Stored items
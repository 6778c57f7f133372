//! The servable index bundle and its metadata side-table.

use std::collections::{BTreeMap, HashMap};
use std::fmt;

use serde::{Deserialize, Serialize};

use alm_types::ErrorRecord;

use crate::error::RagError;
use crate::index::NeighborIndex;
use crate::pointer::METADATA_KEY;

/// Deserialized `metadata.json`.
#[derive(Debug, Clone, Default, Serialize, Deserialize)]
pub struct BundleMetadata {
    /// Stable record id to knowledge-base record
    pub error_store: HashMap<String, ErrorRecord>,

    /// Vector ordinal to record id; JSON keys are decimal strings
    pub index_to_error_id: BTreeMap<u64, String>,

    #[serde(default)]
    pub model_name: Option<String>,
}

impl BundleMetadata {
    pub fn from_slice(bytes: &[u8]) -> Result<Self, RagError> {
        serde_json::from_slice(bytes).map_err(|e| RagError::corrupt(METADATA_KEY, e))
    }
}

/// A loaded vector index together with its record maps.
///
/// Never mutated after construction; readers share it through an `Arc`.
pub struct IndexBundle {
    build_id: Option<String>,
    model_name: Option<String>,
    index: Box<dyn NeighborIndex>,
    error_store: HashMap<String, ErrorRecord>,
    index_to_id: Vec<String>,
}

impl IndexBundle {
    /// Assemble a bundle without checking consistency; see [`IndexBundle::validate`].
    pub fn new(
        build_id: Option<String>,
        model_name: Option<String>,
        index: Box<dyn NeighborIndex>,
        error_store: HashMap<String, ErrorRecord>,
        index_to_id: Vec<String>,
    ) -> Self {
        Self {
            build_id,
            model_name,
            index,
            error_store,
            index_to_id,
        }
    }

    /// Build and validate a bundle from a loaded index and its metadata.
    ///
    /// `index_to_error_id` must cover exactly the ordinals `0..N` of the
    /// index.
    pub fn from_metadata(
        build_id: Option<String>,
        index: Box<dyn NeighborIndex>,
        metadata: BundleMetadata,
    ) -> Result<Self, RagError> {
        let total = index.len() as u64;
        if let Some((&ordinal, _)) = metadata.index_to_error_id.range(total..).next() {
            return Err(RagError::corrupt(
                METADATA_KEY,
                format!("ordinal {ordinal} is outside the index (N = {total})"),
            ));
        }

        let mut by_ordinal = metadata.index_to_error_id;
        let mut index_to_id = Vec::with_capacity(total as usize);
        for ordinal in 0..total {
            let id = by_ordinal.remove(&ordinal).ok_or_else(|| {
                RagError::corrupt(METADATA_KEY, format!("ordinal {ordinal} has no record id"))
            })?;
            index_to_id.push(id);
        }

        let bundle = Self::new(
            build_id,
            metadata.model_name,
            index,
            metadata.error_store,
            index_to_id,
        );
        bundle.validate()?;
        Ok(bundle)
    }

    /// Check that every ordinal in `0..N` is in the index, has an id, and that
    /// the id has a record.
    pub fn validate(&self) -> Result<(), RagError> {
        let total = self.index.len();
        if self.index_to_id.len() != total {
            return Err(RagError::corrupt(
                METADATA_KEY,
                format!(
                    "index has {total} vectors but {} ordinal mappings",
                    self.index_to_id.len()
                ),
            ));
        }

        for (ordinal, id) in self.index_to_id.iter().enumerate() {
            if !self.index.contains(ordinal as u64) {
                return Err(RagError::corrupt(
                    METADATA_KEY,
                    format!("ordinal {ordinal} is not a key of the vector index"),
                ));
            }
            if !self.error_store.contains_key(id) {
                return Err(RagError::corrupt(
                    METADATA_KEY,
                    format!("record id '{id}' (ordinal {ordinal}) is missing from error_store"),
                ));
            }
        }
        Ok(())
    }

    pub fn build_id(&self) -> Option<&str> {
        self.build_id.as_deref()
    }

    pub fn model_name(&self) -> Option<&str> {
        self.model_name.as_deref()
    }

    pub fn index(&self) -> &dyn NeighborIndex {
        self.index.as_ref()
    }

    pub fn dimension(&self) -> usize {
        self.index.dimension()
    }

    pub fn vector_count(&self) -> usize {
        self.index.len()
    }

    pub fn record_count(&self) -> usize {
        self.error_store.len()
    }

    pub fn error_store(&self) -> &HashMap<String, ErrorRecord> {
        &self.error_store
    }

    pub fn index_to_id(&self) -> &[String] {
        &self.index_to_id
    }

    /// Map an ordinal to its id and record, if both exist.
    pub fn lookup(&self, ordinal: u64) -> Option<(&str, &ErrorRecord)> {
        let id = self.index_to_id.get(usize::try_from(ordinal).ok()?)?;
        let record = self.error_store.get(id)?;
        Some((id.as_str(), record))
    }
}

impl fmt::Debug for IndexBundle {
    fn fmt(&self, f: &mut fmt::Formatter<'_>) -> fmt::Result {
        f.debug_struct("IndexBundle")
            .field("build_id", &self.build_id)
            .field("model_name", &self.model_name)
            .field("dimension", &self.index.dimension())
            .field("vectors", &self.index.len())
            .field("records", &self.error_store.len())
            .finish()
    }
}
//! Fixtures shared by the unit tests of this crate.

use std::collections::HashMap;
use std::path::{Path, PathBuf};
use std::sync::atomic::{AtomicUsize, Ordering};
use std::sync::{Arc, Mutex};
use std::time::Duration;

use async_trait::async_trait;
use serde_json::json;

use alm_types::ErrorRecord;

use crate::bundle::BundleMetadata;
use crate::error::RagError;
use crate::index::{IndexParams, Neighbor, NeighborIndex, UsearchIndex};
use crate::pointer::{INDEX_KEY, METADATA_KEY, POINTER_KEY};
use crate::store::{LocalObjectStore, ObjectStore, StoreError};

pub(crate) const DIM: usize = 8;

/// Brute-force L2 index; vector `i` has every component equal to `i`.
pub(crate) struct FixedIndex {
    vectors: Vec<Vec<f32>>,
    dimension: usize,
}

impl FixedIndex {
    pub(crate) fn new(n: usize, dimension: usize) -> Self {
        Self {
            vectors: (0..n).map(|i| vec![i as f32; dimension]).collect(),
            dimension,
        }
    }
}

impl NeighborIndex for FixedIndex {
    fn dimension(&self) -> usize {
        self.dimension
    }

    fn len(&self) -> usize {
        self.vectors.len()
    }

    fn contains(&self, ordinal: u64) -> bool {
        (ordinal as usize) < self.vectors.len()
    }

    fn search(&self, query: &[f32], k: usize) -> Result<Vec<Neighbor>, RagError> {
        let mut hits: Vec<Neighbor> = self
            .vectors
            .iter()
            .enumerate()
            .map(|(i, v)| Neighbor {
                ordinal: i as u64,
                distance: v.iter().zip(query).map(|(a, b)| (a - b) * (a - b)).sum(),
            })
            .collect();
        hits.sort_by(|a, b| a.distance.total_cmp(&b.distance));
        hits.truncate(k);
        Ok(hits)
    }
}

/// Deterministic, pairwise-distinct unit-ish vectors.
pub(crate) fn basis_vector(i: usize, dimension: usize) -> Vec<f32> {
    (0..dimension)
        .map(|d| if d == i % dimension { 1.0 } else { 0.05 * (i / dimension + 1) as f32 })
        .collect()
}

/// Write a complete READY build with `n` records into `root/bucket`.
pub(crate) fn write_build(root: &Path, bucket: &str, build_id: &str, n: usize, dimension: usize) {
    let dir = root.join(bucket);
    std::fs::create_dir_all(&dir).unwrap();

    let vectors: Vec<Vec<f32>> = (0..n).map(|i| basis_vector(i, dimension)).collect();
    UsearchIndex::from_vectors(dimension, &vectors, &IndexParams::default())
        .unwrap()
        .save(&dir.join(INDEX_KEY))
        .unwrap();

    let metadata = BundleMetadata {
        error_store: (0..n)
            .map(|i| {
                let record = ErrorRecord::new(format!("error number {i}"))
                    .with_title(format!("Known error {i}"))
                    .with_solution(format!("Apply fix {i}"));
                (format!("{build_id}-e{i}"), record)
            })
            .collect::<HashMap<_, _>>(),
        index_to_error_id: (0..n).map(|i| (i as u64, format!("{build_id}-e{i}"))).collect(),
        model_name: Some("nomic-ai/nomic-embed-text-v1.5".to_string()),
    };
    std::fs::write(dir.join(METADATA_KEY), serde_json::to_vec(&metadata).unwrap()).unwrap();

    write_pointer(
        root,
        bucket,
        json!({"status": "READY", "build_id": build_id, "model_name": "nomic-ai/nomic-embed-text-v1.5"}),
    );
}

pub(crate) fn write_pointer(root: &Path, bucket: &str, pointer: serde_json::Value) {
    let dir = root.join(bucket);
    std::fs::create_dir_all(&dir).unwrap();
    std::fs::write(dir.join(POINTER_KEY), serde_json::to_vec(&pointer).unwrap()).unwrap();
}

/// Local store that records every download.
pub(crate) struct CountingStore {
    inner: LocalObjectStore,
    downloads: AtomicUsize,
    destinations: Mutex<Vec<PathBuf>>,
}

impl CountingStore {
    pub(crate) fn new(root: &Path) -> Arc<Self> {
        Arc::new(Self {
            inner: LocalObjectStore::new(root),
            downloads: AtomicUsize::new(0),
            destinations: Mutex::new(Vec::new()),
        })
    }

    pub(crate) fn index_downloads(&self) -> usize {
        self.downloads.load(Ordering::SeqCst)
    }

    pub(crate) fn destinations(&self) -> Vec<PathBuf> {
        self.destinations.lock().unwrap().clone()
    }
}

#[async_trait]
impl ObjectStore for CountingStore {
    async fn bucket_exists(&self, bucket: &str) -> Result<bool, StoreError> {
        self.inner.bucket_exists(bucket).await
    }

    async fn get_object(&self, bucket: &str, key: &str) -> Result<Vec<u8>, StoreError> {
        self.inner.get_object(bucket, key).await
    }

    async fn download_to(&self, bucket: &str, key: &str, dest: &Path) -> Result<u64, StoreError> {
        if key == INDEX_KEY {
            self.downloads.fetch_add(1, Ordering::SeqCst);
        }
        self.destinations.lock().unwrap().push(dest.to_path_buf());
        self.inner.download_to(bucket, key, dest).await
    }
}

/// Local store whose artifact downloads take `delay` each.
pub(crate) struct SlowStore {
    inner: LocalObjectStore,
    delay: Duration,
}

impl SlowStore {
    pub(crate) fn new(root: &Path, delay: Duration) -> Arc<Self> {
        Arc::new(Self {
            inner: LocalObjectStore::new(root),
            delay,
        })
    }
}

#[async_trait]
impl ObjectStore for SlowStore {
    async fn bucket_exists(&self, bucket: &str) -> Result<bool, StoreError> {
        self.inner.bucket_exists(bucket).await
    }

    async fn get_object(&self, bucket: &str, key: &str) -> Result<Vec<u8>, StoreError> {
        self.inner.get_object(bucket, key).await
    }

    async fn download_to(&self, bucket: &str, key: &str, dest: &Path) -> Result<u64, StoreError> {
        tokio::time::sleep(self.delay).await;
        self.inner.download_to(bucket, key, dest).await
    }
}
//! Knowledge-base record served by the RAG index.

use serde::{Deserialize, Serialize};
use serde_json::{Map, Value};

/// Metadata record stored in the index side-table (`error_store`).
///
/// Only `error_message` is required; fields the build job adds beyond the
/// known ones are kept in `extra` so nothing is lost on load.
#[derive(Debug, Clone, PartialEq, Serialize, Deserialize)]
pub struct ErrorRecord {
    /// Short title of the known error
    #[serde(default)]
    pub error_title: Option<String>,

    /// Original error text the vector was built from
    #[serde(alias = "error", alias = "message")]
    pub error_message: String,

    /// Known remediation
    #[serde(default)]
    pub solution: Option<String>,

    /// Team/category the error belongs to
    #[serde(default)]
    pub category: Option<String>,

    #[serde(flatten)]
    pub extra: Map<String, Value>,
}

impl ErrorRecord {
    pub fn new(error_message: impl Into<String>) -> Self {
        Self {
            error_title: None,
            error_message: error_message.into(),
            solution: None,
            category: None,
            extra: Map::new(),
        }
    }

    pub fn with_title(mut self, title: impl Into<String>) -> Self {
        self.error_title = Some(title.into());
        self
    }

    pub fn with_solution(mut self, solution: impl Into<String>) -> Self {
        self.solution = Some(solution.into());
        self
    }

    pub fn with_category(mut self, category: impl Into<String>) -> Self {
        self.category = Some(category.into());
        self
    }
}
//! Test doubles for the capability traits.

use std::collections::{HashMap, VecDeque};
use std::path::Path;
use std::sync::{Arc, Mutex};

use async_trait::async_trait;
use tempfile::TempDir;

use alm_rag::{
    BundleMetadata, ContextBuilder, IndexParams, LoaderConfig, LocalObjectStore, RagIndexLoader,
    UsearchIndex, INDEX_KEY, METADATA_KEY, POINTER_KEY,
};
use alm_types::{Alert, ErrorRecord, LogEntry};

use crate::capabilities::{
    AlertProcessor, AlertSink, ChatMessage, Embedder, LogSource, StructuredLlm, TimeRange,
};
use crate::error::AgentError;

pub(crate) const DIM: usize = 4;
const BUCKET: &str = "rag-index";

/// Returns the same vector for every input.
pub(crate) struct FixedEmbedder {
    vector: Option<Vec<f32>>,
}

impl FixedEmbedder {
    pub(crate) fn new(vector: Vec<f32>) -> Self {
        Self {
            vector: Some(vector),
        }
    }

    pub(crate) fn failing() -> Self {
        Self { vector: None }
    }
}

#[async_trait]
impl Embedder for FixedEmbedder {
    fn dimension(&self) -> usize {
        self.vector.as_ref().map_or(0, Vec::len)
    }

    async fn embed(&self, _text: &str) -> Result<Vec<f32>, AgentError> {
        self.vector
            .clone()
            .ok_or_else(|| AgentError::Embedding("connection refused".to_string()))
    }
}

fn loader_for(root: &Path) -> Arc<RagIndexLoader> {
    let config = LoaderConfig {
        bucket: BUCKET.to_string(),
        embedding_dim: DIM,
        ..LoaderConfig::default()
    };
    Arc::new(RagIndexLoader::new(
        Arc::new(LocalObjectStore::new(root)),
        config,
    ))
}

pub(crate) fn unloaded_builder() -> (TempDir, ContextBuilder) {
    let temp = TempDir::new().unwrap();
    let builder = ContextBuilder::new(loader_for(temp.path()));
    (temp, builder)
}

/// Three records on the axes of a 4-dimensional space, loaded and served.
pub(crate) async fn loaded_builder() -> (TempDir, ContextBuilder) {
    let temp = TempDir::new().unwrap();
    let dir = temp.path().join(BUCKET);
    std::fs::create_dir_all(&dir).unwrap();

    let vectors: Vec<Vec<f32>> = (0..3)
        .map(|i| (0..DIM).map(|d| if d == i { 1.0 } else { 0.0 }).collect())
        .collect();
    UsearchIndex::from_vectors(DIM, &vectors, &IndexParams::default())
        .unwrap()
        .save(&dir.join(INDEX_KEY))
        .unwrap();

    let metadata = BundleMetadata {
        error_store: (0..3)
            .map(|i| {
                let record = ErrorRecord::new(format!("known failure {i}"))
                    .with_title(format!("Failure {i}"))
                    .with_solution(format!("Run fix {i}"));
                (format!("e{i}"), record)
            })
            .collect::<HashMap<_, _>>(),
        index_to_error_id: (0..3).map(|i| (i as u64, format!("e{i}"))).collect(),
        model_name: Some(LoaderConfig::default().model_name),
    };
    std::fs::write(dir.join(METADATA_KEY), serde_json::to_vec(&metadata).unwrap()).unwrap();
    std::fs::write(
        dir.join(POINTER_KEY),
        br#"{"status": "READY", "build_id": "b1"}"#,
    )
    .unwrap();

    let loader = loader_for(temp.path());
    loader.load().await.unwrap();
    (temp, ContextBuilder::new(loader))
}

/// Summarizes an entry by echoing its message; fails for one label.
#[derive(Default)]
pub(crate) struct SummaryProcessor {
    fail_label: Option<String>,
    calls: Mutex<Vec<(String, String)>>,
}

impl SummaryProcessor {
    pub(crate) fn failing_on(label: &str) -> Self {
        Self {
            fail_label: Some(label.to_string()),
            ..Default::default()
        }
    }

    /// `(label, representative message)` per call
    pub(crate) fn calls(&self) -> Vec<(String, String)> {
        self.calls.lock().unwrap().clone()
    }
}

#[async_trait]
impl AlertProcessor for SummaryProcessor {
    async fn process(&self, label: &str, entry: &LogEntry) -> Result<Alert, AgentError> {
        self.calls
            .lock()
            .unwrap()
            .push((label.to_string(), entry.message.clone()));
        if self.fail_label.as_deref() == Some(label) {
            return Err(AgentError::Processing {
                label: label.to_string(),
                message: "llm timeout".to_string(),
            });
        }
        let mut alert = Alert::new(entry.clone());
        alert.log_summary = Some(format!("summary of {}", entry.message));
        alert.expert_classification = Some("Infrastructure".to_string());
        Ok(alert)
    }
}

#[derive(Default)]
pub(crate) struct RecordingSink {
    fail: bool,
    batches: Mutex<Vec<Vec<Alert>>>,
}

impl RecordingSink {
    pub(crate) fn failing() -> Self {
        Self {
            fail: true,
            ..Default::default()
        }
    }

    pub(crate) fn batches(&self) -> Vec<Vec<Alert>> {
        self.batches.lock().unwrap().clone()
    }
}

#[async_trait]
impl AlertSink for RecordingSink {
    async fn persist(&self, alerts: &[Alert]) -> Result<(), AgentError> {
        if self.fail {
            return Err(AgentError::Persist("database unavailable".to_string()));
        }
        self.batches.lock().unwrap().push(alerts.to_vec());
        Ok(())
    }
}

/// Serves a fixed set of lines, filtered by range, and records queries.
#[derive(Default)]
pub(crate) struct StaticLogSource {
    entries: Vec<LogEntry>,
    queries: Mutex<Vec<(String, TimeRange)>>,
}

impl StaticLogSource {
    pub(crate) fn new(entries: Vec<LogEntry>) -> Self {
        Self {
            entries,
            ..Default::default()
        }
    }

    pub(crate) fn queries(&self) -> Vec<(String, TimeRange)> {
        self.queries.lock().unwrap().clone()
    }
}

#[async_trait]
impl LogSource for StaticLogSource {
    async fn fetch_logs(&self, query: &str, range: TimeRange) -> Result<Vec<LogEntry>, AgentError> {
        self.queries.lock().unwrap().push((query.to_string(), range));
        Ok(self
            .entries
            .iter()
            .filter(|e| range.contains(e.timestamp))
            .cloned()
            .collect())
    }
}

/// Answers with queued responses in order; fails once they run out.
#[derive(Default)]
pub(crate) struct CannedLlm {
    responses: Mutex<VecDeque<serde_json::Value>>,
    requests: Mutex<Vec<(Vec<ChatMessage>, serde_json::Value)>>,
}

impl CannedLlm {
    pub(crate) fn new(responses: Vec<serde_json::Value>) -> Self {
        Self {
            responses: Mutex::new(responses.into()),
            ..Default::default()
        }
    }

    /// `(messages, schema)` per call
    pub(crate) fn requests(&self) -> Vec<(Vec<ChatMessage>, serde_json::Value)> {
        self.requests.lock().unwrap().clone()
    }
}

#[async_trait]
impl StructuredLlm for CannedLlm {
    async fn complete_structured(
        &self,
        messages: &[ChatMessage],
        schema: &serde_json::Value,
    ) -> Result<serde_json::Value, AgentError> {
        self.requests
            .lock()
            .unwrap()
            .push((messages.to_vec(), schema.clone()));
        self.responses
            .lock()
            .unwrap()
            .pop_front()
            .ok_or_else(|| AgentError::Llm("rate limited".to_string()))
    }
}
//! Stateless log tools.
//!
//! Handlers receive their per-alert context as an explicit
//! [`LogToolContext`] argument instead of capturing it.

use chrono::{DateTime, Duration, Utc};
use tracing::debug;

use alm_types::{Alert, LogEntry};

use crate::capabilities::{LogSource, TimeRange};
use crate::error::AgentError;

/// Lines returned by [`log_lines_above`] when the caller has no preference.
pub const DEFAULT_LINES_ABOVE: usize = 10;

/// How far back a file query reaches from the alert timestamp.
pub const CONTEXT_WINDOW_DAYS_BEFORE: i64 = 25;

/// How far past the alert timestamp a file query reaches.
pub const CONTEXT_WINDOW_MINUTES_AFTER: i64 = 2;

/// The alert a tool call is about.
#[derive(Debug, Clone, PartialEq)]
pub struct LogToolContext {
    pub file_name: String,
    pub log_message: String,
    pub log_timestamp: DateTime<Utc>,
}

impl LogToolContext {
    pub fn new(
        file_name: impl Into<String>,
        log_message: impl Into<String>,
        log_timestamp: DateTime<Utc>,
    ) -> Self {
        Self {
            file_name: file_name.into(),
            log_message: log_message.into(),
            log_timestamp,
        }
    }

    /// `None` when the log store did not label the entry with its file.
    pub fn from_alert(alert: &Alert) -> Option<Self> {
        let entry = &alert.log_entry;
        Some(Self::new(
            entry.file_name()?,
            entry.message.clone(),
            entry.timestamp,
        ))
    }

    /// Window searched around the alert.
    pub fn window(&self) -> TimeRange {
        TimeRange::new(
            self.log_timestamp - Duration::days(CONTEXT_WINDOW_DAYS_BEFORE),
            self.log_timestamp + Duration::minutes(CONTEXT_WINDOW_MINUTES_AFTER),
        )
    }
}

/// LogQL selector for every line of a file, matched by path suffix.
pub fn file_name_query(file_name: &str) -> String {
    format!("{{filename=~\".*{}$\"}}", escape_logql_regex(file_name))
}

fn escape_logql_regex(value: &str) -> String {
    let mut out = String::with_capacity(value.len());
    for c in value.chars() {
        match c {
            '.' | '+' | '*' | '?' | '(' | ')' | '[' | ']' | '{' | '}' | '|' | '^' | '$' => {
                out.push_str("\\\\");
                out.push(c);
            }
            '\\' => out.push_str("\\\\\\\\"),
            '"' => out.push_str("\\\""),
            _ => out.push(c),
        }
    }
    out
}

/// Result of [`log_lines_above`].
#[derive(Debug, Clone, PartialEq)]
pub struct LogLinesAbove {
    /// LogQL query that was issued
    pub query: String,
    /// Lines preceding the alert line, oldest first
    pub lines: Vec<LogEntry>,
    /// Whether the alert line itself was found in the file
    pub target_found: bool,
}

/// Up to `n` lines of the alert's file immediately preceding the alert line.
///
/// When the alert line cannot be located, the last `n` lines at or before
/// the alert timestamp are returned instead.
pub async fn log_lines_above(
    ctx: &LogToolContext,
    source: &dyn LogSource,
    n: usize,
) -> Result<LogLinesAbove, AgentError> {
    if ctx.file_name.trim().is_empty() {
        return Err(AgentError::InvalidInput("file_name must be set".to_string()));
    }

    let query = file_name_query(&ctx.file_name);
    let mut entries = source.fetch_logs(&query, ctx.window()).await?;
    entries.sort_by_key(|e| e.timestamp);

    let target = entries
        .iter()
        .rposition(|e| e.message.trim() == ctx.log_message.trim());

    let (preceding, target_found) = match target {
        Some(pos) => (&entries[..pos], true),
        None => {
            let end = entries.partition_point(|e| e.timestamp <= ctx.log_timestamp);
            (&entries[..end], false)
        }
    };
    let lines = preceding[preceding.len().saturating_sub(n)..].to_vec();

    debug!(
        file = %ctx.file_name,
        fetched = entries.len(),
        returned = lines.len(),
        target_found,
        "Fetched log lines above"
    );
    Ok(LogLinesAbove {
        query,
        lines,
        target_found,
    })
}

Problem details:
In the entries above, find each line with the word "TempDir" and copy it.

Exercise output:
use tempfile::TempDir;
pub(crate) fn unloaded_builder() -> (TempDir, ContextBuilder) {
    let temp = TempDir::new().unwrap();
pub(crate) async fn loaded_builder() -> (TempDir, ContextBuilder) {
    let temp = TempDir::new().unwrap();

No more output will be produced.